1
$\begingroup$

I am trying to transform a non-linear objective function into a linear one, in order to create a LP. How might I go about to do this (I have never taken a course in linear programming).

I have that I would like to maximize the following objective function: $\mu(\alpha)$, where $\mu(\alpha) = \min{U_i(\alpha)}$. $U_i(\alpha)$ denotes the expected utility for player $i$ in a correlated Nash equilibrium and $\alpha$ denotes the corresponding probability distribution played by the players.

The contrains I have so far are the following: $\sum_{a \in A} \alpha(a) = 1$, and $\alpha(a) \ge 0 $ for all $a \in A$. The other contraints that I have are the ones used for a standard correlated equilibrium, namely that: for each player $i$ and pairs of action $a_i^{1}$ and $a_i^{2}$, we have that: $\sum_{a \in A | a_i = a_i^{1} } [u_i(a) - u_i(a_i^{2}, a_{-i})]\alpha(a) \ge 0$.

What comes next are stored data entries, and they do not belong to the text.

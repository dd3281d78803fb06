//! Wire types: the envelope and the typed payloads it carries.
//!
//! Every frame on the wire is one JSON object:
//!
//! ```json
//! {"type": "chat", "sender": "u-17", "payload": {"message": "hi"}}
//! ```
//!
//! `payload` stays an untyped [`serde_json::Value`] inside the envelope.
//! Chat and signaling payloads are relayed verbatim, so only the
//! component that owns a message type parses its payload (see
//! [`Envelope::payload_as`]).

use std::fmt;

use serde::de::DeserializeOwned;
use serde::{Deserialize, Serialize};
use serde_json::{Value, json};

use crate::ProtocolError;

/// Sender tag on every server-originated envelope.
pub const SERVER_SENDER: &str = "_server";

// ---------------------------------------------------------------------------
// Message kinds
// ---------------------------------------------------------------------------

/// The `type` field of an envelope.
#[derive(Debug, Clone, Copy, PartialEq, Eq, Hash, Serialize, Deserialize)]
#[serde(rename_all = "snake_case")]
pub enum MessageKind {
    /// Text chat, relayed to the whole room.
    Chat,
    /// WebRTC signaling, relayed to the whole room.
    VideoSignal,
    /// Free-form signaling, relayed to the whole room.
    RawSignal,
    /// Game action from a client, or a game snapshot from the server.
    GameState,
    /// Room change request, or the server's join confirmation.
    JoinRoom,
    /// Return to the lobby.
    LeaveRoom,
    /// Member list request and response.
    GetClients,
    /// Room directory request and response.
    GetRooms,
    /// Server-only informational line.
    Status,
    /// Server-only error report.
    Error,
}

impl MessageKind {
    pub const ALL: [MessageKind; 10] = [
        Self::Chat,
        Self::VideoSignal,
        Self::RawSignal,
        Self::GameState,
        Self::JoinRoom,
        Self::LeaveRoom,
        Self::GetClients,
        Self::GetRooms,
        Self::Status,
        Self::Error,
    ];

    /// The wire name, e.g. `"video_signal"`.
    pub fn as_str(self) -> &'static str {
        match self {
            Self::Chat => "chat",
            Self::VideoSignal => "video_signal",
            Self::RawSignal => "raw_signal",
            Self::GameState => "game_state",
            Self::JoinRoom => "join_room",
            Self::LeaveRoom => "leave_room",
            Self::GetClients => "get_clients",
            Self::GetRooms => "get_rooms",
            Self::Status => "status",
            Self::Error => "error",
        }
    }

    pub fn from_name(name: &str) -> Option<Self> {
        Self::ALL.into_iter().find(|kind| kind.as_str() == name)
    }

    /// Kinds fanned out to the room unchanged.
    pub fn is_relayed(self) -> bool {
        matches!(self, Self::Chat | Self::VideoSignal | Self::RawSignal)
    }

    /// Kinds only the server may emit.
    pub fn is_server_only(self) -> bool {
        matches!(self, Self::Status | Self::Error)
    }
}

impl fmt::Display for MessageKind {
    fn fmt(&self, f: &mut fmt::Formatter<'_>) -> fmt::Result {
        f.write_str(self.as_str())
    }
}

// ---------------------------------------------------------------------------
// Envelope
// ---------------------------------------------------------------------------

/// The only unit of communication between clients, rooms and the hub.
#[derive(Debug, Clone, PartialEq, Serialize, Deserialize)]
pub struct Envelope {
    #[serde(rename = "type")]
    pub kind: MessageKind,
    #[serde(default, skip_serializing_if = "Option::is_none")]
    pub sender: Option<String>,
    #[serde(default)]
    pub payload: Value,
}

impl Envelope {
    pub fn new(kind: MessageKind, payload: Value) -> Self {
        Self {
            kind,
            sender: None,
            payload,
        }
    }

    /// A server-originated envelope with a typed payload.
    pub fn from_server<T: Serialize>(kind: MessageKind, payload: &T) -> Result<Self, ProtocolError> {
        let payload = serde_json::to_value(payload).map_err(ProtocolError::Encode)?;
        Ok(Self::new(kind, payload).with_sender(SERVER_SENDER))
    }

    pub fn with_sender(mut self, sender: impl Into<String>) -> Self {
        self.sender = Some(sender.into());
        self
    }

    /// `{"type":"status","payload":{"message":...}}`
    pub fn status(message: impl Into<String>) -> Self {
        Self::new(MessageKind::Status, json!({ "message": message.into() }))
            .with_sender(SERVER_SENDER)
    }

    /// `{"type":"error","payload":{"message":...}}`
    pub fn error(message: impl Into<String>) -> Self {
        Self::new(MessageKind::Error, json!({ "message": message.into() }))
            .with_sender(SERVER_SENDER)
    }

    /// Confirmation sent to a client that just entered `room`.
    pub fn room_joined(room: &str) -> Self {
        Self::new(MessageKind::JoinRoom, json!({ "roomName": room })).with_sender(SERVER_SENDER)
    }

    /// Member display names of `room`, in join order.
    pub fn client_list(room: &str, clients: Vec<String>) -> Self {
        Self::new(
            MessageKind::GetClients,
            json!({ "roomName": room, "clients": clients }),
        )
        .with_sender(SERVER_SENDER)
    }

    /// Room directory listing.
    pub fn room_list(rooms: &[RoomSummary]) -> Result<Self, ProtocolError> {
        Self::from_server(MessageKind::GetRooms, &RoomListPayload { rooms: rooms.to_vec() })
    }

    /// Parses the payload as `T`.
    pub fn payload_as<T: DeserializeOwned>(&self) -> Result<T, ProtocolError> {
        T::deserialize(&self.payload).map_err(|source| ProtocolError::InvalidPayload {
            kind: self.kind.as_str(),
            source,
        })
    }
}

// ---------------------------------------------------------------------------
// Typed payloads
// ---------------------------------------------------------------------------

/// Payload of `status` and `error` envelopes.
#[derive(Debug, Clone, PartialEq, Eq, Serialize, Deserialize)]
pub struct MessagePayload {
    pub message: String,
}

/// Payload of `join_room`, both directions.
#[derive(Debug, Clone, PartialEq, Eq, Serialize, Deserialize)]
#[serde(rename_all = "camelCase")]
pub struct RoomPayload {
    pub room_name: String,
}

/// Payload of a `get_clients` response.
#[derive(Debug, Clone, PartialEq, Eq, Serialize, Deserialize)]
#[serde(rename_all = "camelCase")]
pub struct ClientListPayload {
    pub room_name: String,
    pub clients: Vec<String>,
}

/// One row of the room directory.
#[derive(Debug, Clone, PartialEq, Eq, Serialize, Deserialize)]
#[serde(rename_all = "camelCase")]
pub struct RoomSummary {
    pub name: String,
    pub members: usize,
    pub has_game: bool,
}

/// Payload of a `get_rooms` response.
#[derive(Debug, Clone, PartialEq, Eq, Serialize, Deserialize)]
pub struct RoomListPayload {
    pub rooms: Vec<RoomSummary>,
}
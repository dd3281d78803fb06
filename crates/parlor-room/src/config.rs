//! Room configuration.

use std::time::Duration;

use parlor_game::GameTimings;
use parlor_tick::DEFAULT_TICK_INTERVAL;

/// Settings shared by every room the hub creates.
#[derive(Debug, Clone, Copy, PartialEq, Eq)]
pub struct RoomConfig {
    /// How often the background loop calls [`Room::tick`](crate::Room::tick).
    pub tick_interval: Duration,

    /// Reconnection grace and post-game cleanup delays.
    pub timings: GameTimings,
}

impl Default for RoomConfig {
    fn default() -> Self {
        Self {
            tick_interval: DEFAULT_TICK_INTERVAL,
            timings: GameTimings::default(),
        }
    }
}

#[cfg(test)]
mod tests {
    use super::*;

    #[test]
    fn test_room_config_default() {
        let config = RoomConfig::default();
        assert_eq!(config.tick_interval, Duration::from_secs(1));
        assert_eq!(config.timings.reconnect_grace, Duration::from_secs(30));
        assert_eq!(config.timings.cleanup_delay, Duration::from_secs(10));
    }
}
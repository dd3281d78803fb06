//! Standard chess on top of `shakmaty`.
//!
//! Board row 0 is rank 8 and column 0 is file a, so the first seat
//! (white) starts on rows 6 and 7. Pieces are encoded as
//! king 1, queen 2, rook 3, bishop 4, knight 5, pawn 6, plus 10 for white.
//!
//! Besides mate, stalemate and insufficient material, the game is drawn
//! automatically on fivefold repetition and under the 75-move rule.

use std::collections::HashMap;

use shakmaty::zobrist::{Zobrist64, ZobristHash};
use shakmaty::{Color, EnPassantMode, File, Move, Outcome, Position, Rank, Role, Square};

use super::{Rules, Verdict};
use crate::{Coord, GameError, GameMove};

const SIZE: usize = 8;

/// Occurrences of one position that end the game.
const REPETITION_LIMIT: u32 = 5;

/// Halfmoves without a capture or pawn move that end the game.
const HALFMOVE_LIMIT: u32 = 150;

#[derive(Debug)]
pub struct Chess {
    position: shakmaty::Chess,
    /// How often each position has occurred, keyed by Zobrist hash.
    seen: HashMap<Zobrist64, u32>,
}

impl Default for Chess {
    fn default() -> Self {
        Self::at(shakmaty::Chess::default())
    }
}

impl Chess {
    pub fn new() -> Self {
        Self::default()
    }

    fn at(position: shakmaty::Chess) -> Self {
        let mut chess = Self {
            position,
            seen: HashMap::new(),
        };
        chess.record_position();
        chess
    }

    /// Counts the current position and returns how often it has occurred.
    fn record_position(&mut self) -> u32 {
        let hash: Zobrist64 = self.position.zobrist_hash(EnPassantMode::Legal);
        let count = self.seen.entry(hash).or_insert(0);
        *count += 1;
        *count
    }

    /// Builds a game from a FEN string. Used to set up test positions.
    pub fn from_fen(fen: &str) -> Result<Self, GameError> {
        let setup: shakmaty::fen::Fen = fen
            .parse()
            .map_err(|_| GameError::illegal("invalid position"))?;
        let position = setup
            .into_position(shakmaty::CastlingMode::Standard)
            .map_err(|_| GameError::illegal("invalid position"))?;
        Ok(Self::at(position))
    }

    fn seat_color(seat: usize) -> Color {
        if seat == 0 { Color::White } else { Color::Black }
    }

    /// Picks the legal move matching the request, if any.
    ///
    /// A promotion without an explicit piece defaults to a queen.
    fn find_move(&self, from: Square, to: Square, promotion: Option<Role>) -> Option<Move> {
        let candidates = self.position.legal_moves();
        let mut matching = candidates
            .iter()
            .filter(|m| m.from() == Some(from) && destination(m) == to);
        match promotion {
            Some(role) => matching.find(|m| m.promotion() == Some(role)).cloned(),
            None => matching
                .find(|m| matches!(m.promotion(), None | Some(Role::Queen)))
                .cloned(),
        }
    }
}

impl Rules for Chess {
    fn name(&self) -> &'static str {
        "chess"
    }

    fn apply(&mut self, seat: usize, mv: &GameMove) -> Result<Verdict, GameError> {
        let GameMove::Directed { from: Some(from), to, promotion } = mv else {
            return Err(GameError::illegal("chess moves need from and to"));
        };
        if self.position.turn() != Self::seat_color(seat) {
            return Err(GameError::NotYourTurn);
        }
        let from = square(*from).ok_or_else(|| GameError::illegal("invalid move"))?;
        let to = square(*to).ok_or_else(|| GameError::illegal("invalid move"))?;
        let promotion = match promotion.as_deref() {
            None | Some("") => None,
            Some(text) => Some(
                text.chars()
                    .next()
                    .and_then(Role::from_char)
                    .ok_or_else(|| GameError::illegal("invalid promotion"))?,
            ),
        };

        let chosen = self
            .find_move(from, to, promotion)
            .ok_or_else(|| GameError::illegal("invalid move"))?;
        self.position.play_unchecked(&chosen);
        let occurrences = self.record_position();

        Ok(match self.position.outcome() {
            Some(Outcome::Decisive { .. }) => Verdict::Win,
            Some(Outcome::Draw) => Verdict::Draw,
            None if occurrences >= REPETITION_LIMIT => Verdict::Draw,
            None if self.position.halfmoves() >= HALFMOVE_LIMIT => Verdict::Draw,
            None => Verdict::Continue,
        })
    }

    fn board(&self) -> Vec<Vec<u8>> {
        let board = self.position.board();
        (0..SIZE)
            .map(|row| {
                (0..SIZE)
                    .map(|col| {
                        square(Coord::new(row, col))
                            .and_then(|sq| board.piece_at(sq))
                            .map_or(0, |piece| piece_code(piece.role, piece.color))
                    })
                    .collect()
            })
            .collect()
    }

    fn legal_moves(&self, seat: usize) -> Vec<GameMove> {
        if self.position.turn() != Self::seat_color(seat) {
            return Vec::new();
        }
        self.position
            .legal_moves()
            .iter()
            .filter_map(|m| {
                Some(GameMove::Directed {
                    from: Some(coord(m.from()?)),
                    to: coord(destination(m)),
                    promotion: m.promotion().map(|role| role.char().to_string()),
                })
            })
            .collect()
    }
}

/// Square the moving king or piece ends up on.
///
/// `shakmaty` reports castling as king-takes-rook; clients expect the
/// king's landing square on the g or c file instead.
fn destination(m: &Move) -> Square {
    match *m {
        Move::Castle { king, rook } => {
            let file = if rook.file() > king.file() { File::G } else { File::C };
            Square::from_coords(file, king.rank())
        }
        _ => m.to(),
    }
}

fn square(coord: Coord) -> Option<Square> {
    if coord.row >= SIZE || coord.col >= SIZE {
        return None;
    }
    Some(Square::from_coords(
        File::new(coord.col as u32),
        Rank::new((SIZE - 1 - coord.row) as u32),
    ))
}

fn coord(sq: Square) -> Coord {
    Coord::new(SIZE - 1 - usize::from(sq.rank()), usize::from(sq.file()))
}

fn piece_code(role: Role, color: Color) -> u8 {
    let base = match role {
        Role::King => 1,
        Role::Queen => 2,
        Role::Rook => 3,
        Role::Bishop => 4,
        Role::Knight => 5,
        Role::Pawn => 6,
    };
    if color == Color::White { base + 10 } else { base }
}

#[cfg(test)]
mod tests {
    use super::*;

    fn mv(from: (usize, usize), to: (usize, usize)) -> GameMove {
        GameMove::directed(Coord::new(from.0, from.1), Coord::new(to.0, to.1))
    }

    #[test]
    fn test_board_initial_position_encoding() {
        let chess = Chess::new();
        let board = chess.board();
        assert_eq!(board[0], vec![3, 5, 4, 2, 1, 4, 5, 3]);
        assert_eq!(board[1], vec![6; 8]);
        assert_eq!(board[6], vec![16; 8]);
        assert_eq!(board[7], vec![13, 15, 14, 12, 11, 14, 15, 13]);
        assert!(board[2..6].iter().flatten().all(|&c| c == 0));
    }

    #[test]
    fn test_apply_pawn_double_step_moves_piece() {
        let mut chess = Chess::new();
        // e2e4
        let verdict = chess.apply(0, &mv((6, 4), (4, 4))).unwrap();
        assert_eq!(verdict, Verdict::Continue);
        let board = chess.board();
        assert_eq!(board[6][4], 0);
        assert_eq!(board[4][4], 16);
    }

    #[test]
    fn test_apply_illegal_knight_jump_rejected() {
        let mut chess = Chess::new();
        let before = chess.board();
        // g1g3 is not a knight move.
        let err = chess.apply(0, &mv((7, 6), (5, 6))).unwrap_err();
        assert_eq!(err, GameError::IllegalMove("invalid move".into()));
        assert_eq!(chess.board(), before);
    }

    #[test]
    fn test_apply_cell_shape_rejected() {
        let mut chess = Chess::new();
        assert!(chess.apply(0, &GameMove::cell(4, 4)).is_err());
    }

    #[test]
    fn test_apply_fools_mate_wins() {
        let mut chess = Chess::new();
        chess.apply(0, &mv((6, 5), (5, 5))).unwrap(); // f3
        chess.apply(1, &mv((1, 4), (3, 4))).unwrap(); // e5
        chess.apply(0, &mv((6, 6), (4, 6))).unwrap(); // g4
        let verdict = chess.apply(1, &mv((0, 3), (4, 7))).unwrap(); // Qh4#
        assert_eq!(verdict, Verdict::Win);
    }

    #[test]
    fn test_apply_promotion_to_knight() {
        let mut chess = Chess::from_fen("8/P7/8/8/8/8/8/k6K w - - 0 1").unwrap();
        let promote = GameMove::Directed {
            from: Some(Coord::new(1, 0)),
            to: Coord::new(0, 0),
            promotion: Some("n".into()),
        };
        chess.apply(0, &promote).unwrap();
        assert_eq!(chess.board()[0][0], 15);
    }

    #[test]
    fn test_apply_promotion_defaults_to_queen() {
        let mut chess = Chess::from_fen("8/P7/8/8/8/8/8/k6K w - - 0 1").unwrap();
        chess.apply(0, &mv((1, 0), (0, 0))).unwrap();
        assert_eq!(chess.board()[0][0], 12);
    }

    #[test]
    fn test_apply_castle_uses_king_destination() {
        let mut chess =
            Chess::from_fen("r3k2r/8/8/8/8/8/8/R3K2R w KQkq - 0 1").unwrap();
        chess.apply(0, &mv((7, 4), (7, 6))).unwrap();
        let board = chess.board();
        assert_eq!(board[7][6], 11);
        assert_eq!(board[7][5], 13);
    }

    #[test]
    fn test_apply_stalemate_draws() {
        let mut chess = Chess::from_fen("k7/8/2K5/8/8/8/8/1Q6 w - - 0 1").unwrap();
        let verdict = chess.apply(0, &mv((7, 1), (2, 1))).unwrap(); // Qb6
        assert_eq!(verdict, Verdict::Draw);
    }

    #[test]
    fn test_apply_fivefold_repetition_draws() {
        let mut chess = Chess::new();
        let shuffle = [
            (0, mv((7, 6), (5, 5))), // Nf3
            (1, mv((0, 6), (2, 5))), // Nf6
            (0, mv((5, 5), (7, 6))), // Ng1
            (1, mv((2, 5), (0, 6))), // Ng8
        ];
        // The start position occurs for the fifth time on the last move.
        for round in 0..4 {
            for (i, (seat, step)) in shuffle.iter().enumerate() {
                let verdict = chess.apply(*seat, step).unwrap();
                let last = round == 3 && i == shuffle.len() - 1;
                let expected = if last { Verdict::Draw } else { Verdict::Continue };
                assert_eq!(verdict, expected, "round {round}, move {i}");
            }
        }
    }

    #[test]
    fn test_apply_seventy_five_move_rule_draws() {
        let mut chess = Chess::from_fen("k7/8/8/8/8/8/8/KR6 w - - 148 100").unwrap();
        assert_eq!(chess.apply(0, &mv((7, 1), (6, 1))).unwrap(), Verdict::Continue); // Rb2
        assert_eq!(chess.apply(1, &mv((0, 0), (1, 0))).unwrap(), Verdict::Draw); // Ka7
    }

    #[test]
    fn test_apply_capture_to_bare_kings_draws() {
        let mut chess = Chess::from_fen("k7/8/8/8/8/8/1n6/K7 w - - 0 1").unwrap();
        let verdict = chess.apply(0, &mv((7, 0), (6, 1))).unwrap(); // Kxb2
        assert_eq!(verdict, Verdict::Draw);
    }

    #[test]
    fn test_legal_moves_initial_position_has_twenty() {
        let chess = Chess::new();
        assert_eq!(chess.legal_moves(0).len(), 20);
        assert!(chess.legal_moves(1).is_empty());
    }
}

The first 2 contraints are the ones requiring that $\alpha$ follows a proper probability distribution, and while the last sets are the ones that enforce the correlated equilibrium (by definition). How might I go about to modify this into an LP with the objective function I mentioned above. I know that it's not linear, so I need to change it somehow (and the LP ) appropriately.

Advice is appreciated :)

1 Answers 1

2

For those who are curious, I ended up realizing that I can define the non-linear objective function as a piece-wise set of linear and concave functions, then adding the appropriate constraint for each of these pieces in the original LP. The remainder of the work fell into place after that.